Mao’s medical team consists of 24 nurses and 15 doctors, headed by Dr Li, Mao’s personal physician for 21 years. Although a member of Mao’s inner court, and one of Mao’s most trusted intimates, living a pampered life within the confines of Mao’s own forbidden city, the government compound Zhongnanhai, Dr Li’s position is distinctly unenviable. His job, to keep Mao alive for ever. Failure is a given, but the possible consequences of that failure range from arrest, solitary confinement, banishment to a ‘Reform Through Labour’ camp, torture, and/or death. As well as dealing with Mao’s impossible health problems, he also has to deal with Mao’s mistress and Mao’s wife. He also has to deal with the various factions of the politburo, all of whom are nervously trying to pass the eventual blame for Mao’s death onto someone else’s shoulders, and politicking secretly over the succession.

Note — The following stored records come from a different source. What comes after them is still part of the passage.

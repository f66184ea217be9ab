use anyhow::{Context, Result, bail};
use serde::Deserialize;

use crate::model::Extents;

const BUNDLED_CATALOG_JSON: &str = include_str!("../assets/asset-catalog.json");

/// A catalog hit: where the asset lives and how big it is.
#[derive(Debug, Clone, PartialEq)]
pub struct AssetInfo {
    pub key: String,
    pub category: String,
    pub asset_ref: String,
    pub extents: Extents,
    pub polygon_count: u32,
}

/// Read-only asset catalog. Shared across concurrent pipeline runs.
pub trait AssetCatalog: Send + Sync {
    /// Best match for an entity name: exact variant, then category fallback.
    fn lookup(&self, name: &str) -> Option<AssetInfo>;

    /// Candidate substitutions for a name, best first.
    fn substitutes(&self, name: &str) -> Vec<AssetInfo>;
}

#[derive(Debug, Clone, Deserialize)]
struct RawCatalog {
    #[allow(dead_code)]
    version: String,
    categories: Vec<CatalogCategory>,
}

#[derive(Debug, Clone, Deserialize)]
pub struct CatalogCategory {
    pub category: String,
    pub default: String,
    pub variants: Vec<CatalogVariant>,
}

#[derive(Debug, Clone, Deserialize)]
pub struct CatalogVariant {
    pub key: String,
    pub path: String,
    pub polygons: u32,
    pub extents: [f64; 3],
}

#[derive(Debug, Clone)]
pub struct StaticCatalog {
    categories: Vec<CatalogCategory>,
}

impl StaticCatalog {
    /// The catalog shipped with the crate.
    pub fn bundled() -> Result<Self> {
        Self::from_json_str(BUNDLED_CATALOG_JSON).context("failed to load bundled asset catalog")
    }

    pub fn from_json_str(text: &str) -> Result<Self> {
        let raw: RawCatalog = serde_json::from_str(text).context("failed to parse catalog json")?;
        Self::from_categories(raw.categories)
    }

    pub fn from_categories(categories: Vec<CatalogCategory>) -> Result<Self> {
        for c in &categories {
            if !c.variants.iter().any(|v| v.key == c.default) {
                bail!(
                    "catalog category '{}' names default '{}' which is not one of its variants",
                    c.category,
                    c.default
                );
            }
        }
        Ok(Self { categories })
    }

    /// Copy of this catalog without the named category.
    pub fn without(&self, category: &str) -> Self {
        Self {
            categories: self
                .categories
                .iter()
                .filter(|c| c.category != category)
                .cloned()
                .collect(),
        }
    }

    pub fn categories(&self) -> impl Iterator<Item = &str> {
        self.categories.iter().map(|c| c.category.as_str())
    }

    fn info(category: &CatalogCategory, variant: &CatalogVariant) -> AssetInfo {
        let [w, d, h] = variant.extents;
        AssetInfo {
            key: variant.key.clone(),
            category: category.category.clone(),
            asset_ref: variant.path.clone(),
            extents: Extents::new(w, d, h),
            polygon_count: variant.polygons,
        }
    }

    fn default_of(category: &CatalogCategory) -> Option<AssetInfo> {
        category
            .variants
            .iter()
            .find(|v| v.key == category.default)
            .map(|v| Self::info(category, v))
    }

    fn category_for_words(&self, words: &[String]) -> Option<&CatalogCategory> {
        // The head noun sits last in English compounds ("desk lamp" is a lamp).
        words.iter().rev().find_map(|w| {
            self.categories.iter().find(|c| {
                let cat = c.category.as_str();
                w == cat || *w == format!("{cat}s") || format!("{w}s") == cat
            })
        })
    }
}

fn words_of(text: &str) -> Vec<String> {
    text.to_lowercase()
        .split(|c: char| !c.is_alphanumeric())
        .filter(|w| !w.is_empty())
        .map(str::to_string)
        .collect()
}

impl AssetCatalog for StaticCatalog {
    fn lookup(&self, name: &str) -> Option<AssetInfo> {
        let words = words_of(name);
        if words.is_empty() {
            return None;
        }
        let joined = words.join("_");

        for c in &self.categories {
            if let Some(v) = c.variants.iter().find(|v| v.key == joined) {
                return Some(Self::info(c, v));
            }
        }

        let category = self.category_for_words(&words)?;
        let refined = category.variants.iter().find(|v| {
            v.key != category.default && v.key.split('_').all(|part| words.iter().any(|w| w == part))
        });
        match refined {
            Some(v) => Some(Self::info(category, v)),
            None => Self::default_of(category),
        }
    }

    fn substitutes(&self, name: &str) -> Vec<AssetInfo> {
        let words = words_of(name);
        let mut out = Vec::new();
        for c in &self.categories {
            for v in c.variants.iter().filter(|v| v.key != c.default) {
                if v.key.split('_').any(|part| words.iter().any(|w| w == part)) {
                    out.push(Self::info(c, v));
                }
            }
        }
        out
    }
}

#[cfg(test)]
mod tests {
    use super::*;

    fn catalog() -> StaticCatalog {
        StaticCatalog::bundled().expect("bundled catalog parses")
    }

    #[test]
    fn exact_variant_key_wins() {
        let hit = catalog().lookup("Desk Lamp").unwrap();
        assert_eq!(hit.key, "desk_lamp");
        assert_eq!(hit.category, "lamp");
    }

    #[test]
    fn category_falls_back_to_default_variant() {
        let hit = catalog().lookup("bed").unwrap();
        assert_eq!(hit.key, "standard_bed");
        assert_eq!(hit.extents, Extents::new(2.0, 1.6, 0.8));
    }

    #[test]
    fn variant_words_refine_category() {
        let hit = catalog().lookup("a wooden desk").unwrap();
        assert_eq!(hit.key, "wooden_desk");
    }

    #[test]
    fn plural_names_match_singular_categories() {
        assert_eq!(catalog().lookup("chairs").unwrap().category, "chair");
        assert_eq!(catalog().lookup("book").unwrap().category, "books");
    }

    #[test]
    fn unknown_names_miss() {
        assert!(catalog().lookup("spaceship").is_none());
        assert!(catalog().lookup("  ").is_none());
    }

    #[test]
    fn substitutes_share_a_word() {
        let subs = catalog().substitutes("statue");
        let keys: Vec<&str> = subs.iter().map(|s| s.key.as_str()).collect();
        assert_eq!(keys, vec!["bust_statue"]);
    }

    #[test]
    fn without_removes_category() {
        let c = catalog().without("desk");
        assert!(c.categories().all(|name| name != "desk"));
        assert_eq!(c.lookup("desk").map(|a| a.key), None);
    }

    #[test]
    fn default_must_exist() {
        let err = StaticCatalog::from_json_str(
            r#"{"version":"1","categories":[{"category":"x","default":"nope","variants":[]}]}"#,
        )
        .unwrap_err();
        assert!(format!("{err:#}").contains("nope"));
    }
}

The wider world knows nothing of this. Mao is presented in the Chinese media as healthy and apple cheeked.
Mao’s speech is slurred and can only be deciphered reliably by one person –his mistress Zhang Yu Feng, who needless to say relishes her power and takes full advantage of it. His wife, Jiang Ching, AKA Madame Mao, is jockeying to consolidate her power base after the disaster of the Cultural Revolution, which is only now fizzling out. These two appalling women fight to establish their influence over Mao and their supremacy over the medical team, trying to best each other, and in the process reaching the loftiest heights of stupidity. Presented with the diagnosis of ALS, Jiang Ching demands: “Where is your evidence?” On being told of the necessity to insert a nasal tube into the chairman to give him nourishment, she accuses: “A nasal feeding means inserting a tube into his stomach, I know this procedure and it is very painful. Does this mean you want to torture the Chairman?” Zhang Yu Feng, on being told that the Chairman will need to be fed solutions of amino acid, refuses and declares that solutions of glucose will do the job. When the glucose infusions fail, she insists that the amino acid treatment be tried out first on his medical team to see if there are any adverse side effects. The long suffering Dr Li is the first to undergo the infusion.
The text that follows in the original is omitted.